Produce word for word the lines of the data below running from the one that has "for error in" to the one that has "if let Some(origin)", inclusive, and no others.

== MATERIAL TO PROCESS ==
<<<<
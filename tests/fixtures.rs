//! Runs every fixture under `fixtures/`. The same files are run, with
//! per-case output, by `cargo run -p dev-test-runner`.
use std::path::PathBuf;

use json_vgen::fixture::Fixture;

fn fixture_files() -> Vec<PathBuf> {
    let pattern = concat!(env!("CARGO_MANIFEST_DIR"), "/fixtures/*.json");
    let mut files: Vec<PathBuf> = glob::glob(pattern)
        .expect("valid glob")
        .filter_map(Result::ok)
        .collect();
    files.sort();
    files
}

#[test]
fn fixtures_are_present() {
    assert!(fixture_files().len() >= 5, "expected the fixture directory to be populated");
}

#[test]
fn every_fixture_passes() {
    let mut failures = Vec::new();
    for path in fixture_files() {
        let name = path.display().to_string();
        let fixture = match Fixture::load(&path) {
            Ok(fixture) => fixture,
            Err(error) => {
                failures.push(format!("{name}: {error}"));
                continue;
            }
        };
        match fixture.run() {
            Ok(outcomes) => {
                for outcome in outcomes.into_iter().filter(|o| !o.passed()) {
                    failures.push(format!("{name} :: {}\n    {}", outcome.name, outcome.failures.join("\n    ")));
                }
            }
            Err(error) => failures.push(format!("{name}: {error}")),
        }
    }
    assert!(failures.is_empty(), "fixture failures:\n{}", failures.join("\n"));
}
>>>>
<<<<
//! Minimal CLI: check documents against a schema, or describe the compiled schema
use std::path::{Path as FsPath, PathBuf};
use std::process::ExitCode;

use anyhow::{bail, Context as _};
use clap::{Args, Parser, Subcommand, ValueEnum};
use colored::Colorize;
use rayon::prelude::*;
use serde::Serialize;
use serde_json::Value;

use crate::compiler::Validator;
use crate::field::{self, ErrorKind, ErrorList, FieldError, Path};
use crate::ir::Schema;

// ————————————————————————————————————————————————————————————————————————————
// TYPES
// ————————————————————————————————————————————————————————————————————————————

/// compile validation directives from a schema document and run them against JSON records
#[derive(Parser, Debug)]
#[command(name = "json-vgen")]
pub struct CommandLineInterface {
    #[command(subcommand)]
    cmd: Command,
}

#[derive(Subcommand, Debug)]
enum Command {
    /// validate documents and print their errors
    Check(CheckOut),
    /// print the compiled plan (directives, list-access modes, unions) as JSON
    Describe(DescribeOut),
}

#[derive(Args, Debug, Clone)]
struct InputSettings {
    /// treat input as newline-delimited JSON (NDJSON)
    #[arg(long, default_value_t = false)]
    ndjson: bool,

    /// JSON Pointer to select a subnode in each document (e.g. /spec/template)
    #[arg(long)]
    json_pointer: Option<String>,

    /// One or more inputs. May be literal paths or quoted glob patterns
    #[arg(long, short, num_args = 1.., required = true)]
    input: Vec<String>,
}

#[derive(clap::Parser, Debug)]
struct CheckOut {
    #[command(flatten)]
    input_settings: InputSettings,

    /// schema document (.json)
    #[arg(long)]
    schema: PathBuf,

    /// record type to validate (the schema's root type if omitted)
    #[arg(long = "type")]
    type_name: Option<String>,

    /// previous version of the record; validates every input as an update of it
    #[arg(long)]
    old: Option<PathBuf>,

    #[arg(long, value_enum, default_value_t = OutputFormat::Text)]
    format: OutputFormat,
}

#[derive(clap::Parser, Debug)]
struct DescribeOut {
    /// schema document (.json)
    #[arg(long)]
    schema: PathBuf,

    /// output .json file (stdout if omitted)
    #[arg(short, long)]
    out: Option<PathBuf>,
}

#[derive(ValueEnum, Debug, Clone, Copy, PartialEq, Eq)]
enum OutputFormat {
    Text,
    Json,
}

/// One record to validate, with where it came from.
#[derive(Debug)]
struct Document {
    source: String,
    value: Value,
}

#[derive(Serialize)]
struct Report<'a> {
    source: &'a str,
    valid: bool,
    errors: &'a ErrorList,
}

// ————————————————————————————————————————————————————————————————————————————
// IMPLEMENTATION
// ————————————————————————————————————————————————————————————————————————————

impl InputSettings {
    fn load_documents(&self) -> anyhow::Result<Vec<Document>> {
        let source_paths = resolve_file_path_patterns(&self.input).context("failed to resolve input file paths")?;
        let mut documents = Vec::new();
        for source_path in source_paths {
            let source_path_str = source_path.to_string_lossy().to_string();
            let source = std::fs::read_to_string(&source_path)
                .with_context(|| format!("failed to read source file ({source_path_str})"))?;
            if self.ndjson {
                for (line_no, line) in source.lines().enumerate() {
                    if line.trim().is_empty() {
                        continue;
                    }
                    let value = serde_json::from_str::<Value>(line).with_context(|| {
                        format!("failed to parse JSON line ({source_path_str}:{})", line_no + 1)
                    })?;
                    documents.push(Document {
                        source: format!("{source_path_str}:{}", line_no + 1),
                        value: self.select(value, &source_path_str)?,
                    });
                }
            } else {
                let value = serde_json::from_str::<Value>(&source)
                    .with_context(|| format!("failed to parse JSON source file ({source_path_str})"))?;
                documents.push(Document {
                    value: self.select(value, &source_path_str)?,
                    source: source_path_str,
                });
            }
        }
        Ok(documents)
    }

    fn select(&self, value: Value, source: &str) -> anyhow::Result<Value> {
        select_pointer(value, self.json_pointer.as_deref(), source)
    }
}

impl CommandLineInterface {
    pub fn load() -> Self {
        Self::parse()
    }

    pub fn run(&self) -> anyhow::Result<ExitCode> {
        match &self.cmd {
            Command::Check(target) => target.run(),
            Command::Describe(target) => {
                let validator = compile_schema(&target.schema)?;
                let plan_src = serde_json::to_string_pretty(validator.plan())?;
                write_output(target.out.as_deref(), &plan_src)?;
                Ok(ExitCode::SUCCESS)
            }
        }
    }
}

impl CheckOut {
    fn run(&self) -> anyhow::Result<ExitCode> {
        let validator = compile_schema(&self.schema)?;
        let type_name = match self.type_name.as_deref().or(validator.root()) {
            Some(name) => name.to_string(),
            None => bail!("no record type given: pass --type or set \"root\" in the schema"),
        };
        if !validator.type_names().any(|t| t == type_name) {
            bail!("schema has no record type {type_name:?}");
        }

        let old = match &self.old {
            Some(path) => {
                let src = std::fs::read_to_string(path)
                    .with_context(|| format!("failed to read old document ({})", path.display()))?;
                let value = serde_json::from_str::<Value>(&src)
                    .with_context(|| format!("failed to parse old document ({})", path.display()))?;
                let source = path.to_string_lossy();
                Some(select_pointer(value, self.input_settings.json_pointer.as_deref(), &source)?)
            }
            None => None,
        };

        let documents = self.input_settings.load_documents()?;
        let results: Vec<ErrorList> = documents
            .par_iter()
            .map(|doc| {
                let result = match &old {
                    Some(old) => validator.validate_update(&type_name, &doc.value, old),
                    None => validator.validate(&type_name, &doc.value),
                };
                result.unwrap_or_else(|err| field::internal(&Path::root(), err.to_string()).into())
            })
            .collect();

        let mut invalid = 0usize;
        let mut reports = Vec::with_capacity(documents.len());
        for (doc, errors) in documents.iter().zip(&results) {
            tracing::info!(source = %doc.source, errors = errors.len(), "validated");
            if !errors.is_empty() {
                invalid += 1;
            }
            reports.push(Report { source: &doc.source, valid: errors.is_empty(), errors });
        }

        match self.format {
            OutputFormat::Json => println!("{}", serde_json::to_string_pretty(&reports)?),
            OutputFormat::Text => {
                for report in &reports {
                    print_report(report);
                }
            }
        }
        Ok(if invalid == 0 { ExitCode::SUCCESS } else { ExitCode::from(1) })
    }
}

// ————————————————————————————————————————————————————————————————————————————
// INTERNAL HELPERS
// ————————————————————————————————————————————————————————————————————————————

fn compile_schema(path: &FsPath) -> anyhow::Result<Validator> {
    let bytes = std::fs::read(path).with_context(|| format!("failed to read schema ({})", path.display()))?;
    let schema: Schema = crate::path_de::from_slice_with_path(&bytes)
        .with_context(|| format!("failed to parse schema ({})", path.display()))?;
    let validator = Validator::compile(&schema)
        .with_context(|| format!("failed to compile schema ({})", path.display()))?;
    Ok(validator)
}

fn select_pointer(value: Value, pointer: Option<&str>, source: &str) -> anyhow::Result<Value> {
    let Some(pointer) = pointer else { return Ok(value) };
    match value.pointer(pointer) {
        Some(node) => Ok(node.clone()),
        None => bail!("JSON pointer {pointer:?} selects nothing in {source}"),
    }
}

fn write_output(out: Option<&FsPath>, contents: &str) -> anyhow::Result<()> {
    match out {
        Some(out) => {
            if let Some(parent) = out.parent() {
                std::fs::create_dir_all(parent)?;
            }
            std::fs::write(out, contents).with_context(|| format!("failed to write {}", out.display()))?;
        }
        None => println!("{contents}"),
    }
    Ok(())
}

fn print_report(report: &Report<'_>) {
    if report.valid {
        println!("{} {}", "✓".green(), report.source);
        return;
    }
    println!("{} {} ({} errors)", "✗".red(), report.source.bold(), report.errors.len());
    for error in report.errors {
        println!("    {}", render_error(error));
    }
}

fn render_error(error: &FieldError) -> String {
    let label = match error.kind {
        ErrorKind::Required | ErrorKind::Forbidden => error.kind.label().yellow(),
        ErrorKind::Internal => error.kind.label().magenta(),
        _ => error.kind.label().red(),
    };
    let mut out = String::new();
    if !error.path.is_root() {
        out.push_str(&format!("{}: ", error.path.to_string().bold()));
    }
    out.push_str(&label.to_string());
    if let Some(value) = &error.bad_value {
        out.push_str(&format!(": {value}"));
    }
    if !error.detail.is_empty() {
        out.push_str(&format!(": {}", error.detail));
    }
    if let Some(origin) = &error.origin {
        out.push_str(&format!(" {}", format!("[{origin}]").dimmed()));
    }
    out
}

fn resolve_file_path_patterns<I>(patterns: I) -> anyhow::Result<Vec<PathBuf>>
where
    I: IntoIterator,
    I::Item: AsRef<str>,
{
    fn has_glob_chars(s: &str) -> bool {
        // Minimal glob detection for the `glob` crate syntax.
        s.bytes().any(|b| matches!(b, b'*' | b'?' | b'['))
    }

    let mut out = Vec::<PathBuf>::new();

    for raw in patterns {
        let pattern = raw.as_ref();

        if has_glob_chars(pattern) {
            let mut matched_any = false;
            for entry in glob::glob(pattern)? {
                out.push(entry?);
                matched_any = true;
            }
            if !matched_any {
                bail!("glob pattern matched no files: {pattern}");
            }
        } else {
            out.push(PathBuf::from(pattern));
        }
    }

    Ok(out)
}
>>>>
== ANSWER TO THIS EXERCISE ==
    for error in report.errors {
        println!("    {}", render_error(error));
    }
}

fn render_error(error: &FieldError) -> String {
    let label = match error.kind {
        ErrorKind::Required | ErrorKind::Forbidden => error.kind.label().yellow(),
        ErrorKind::Internal => error.kind.label().magenta(),
        _ => error.kind.label().red(),
    };
    let mut out = String::new();
    if !error.path.is_root() {
        out.push_str(&format!("{}: ", error.path.to_string().bold()));
    }
    out.push_str(&label.to_string());
    if let Some(value) = &error.bad_value {
        out.push_str(&format!(": {value}"));
    }
    if !error.detail.is_empty() {
        out.push_str(&format!(": {}", error.detail));
    }
    if let Some(origin) = &error.origin {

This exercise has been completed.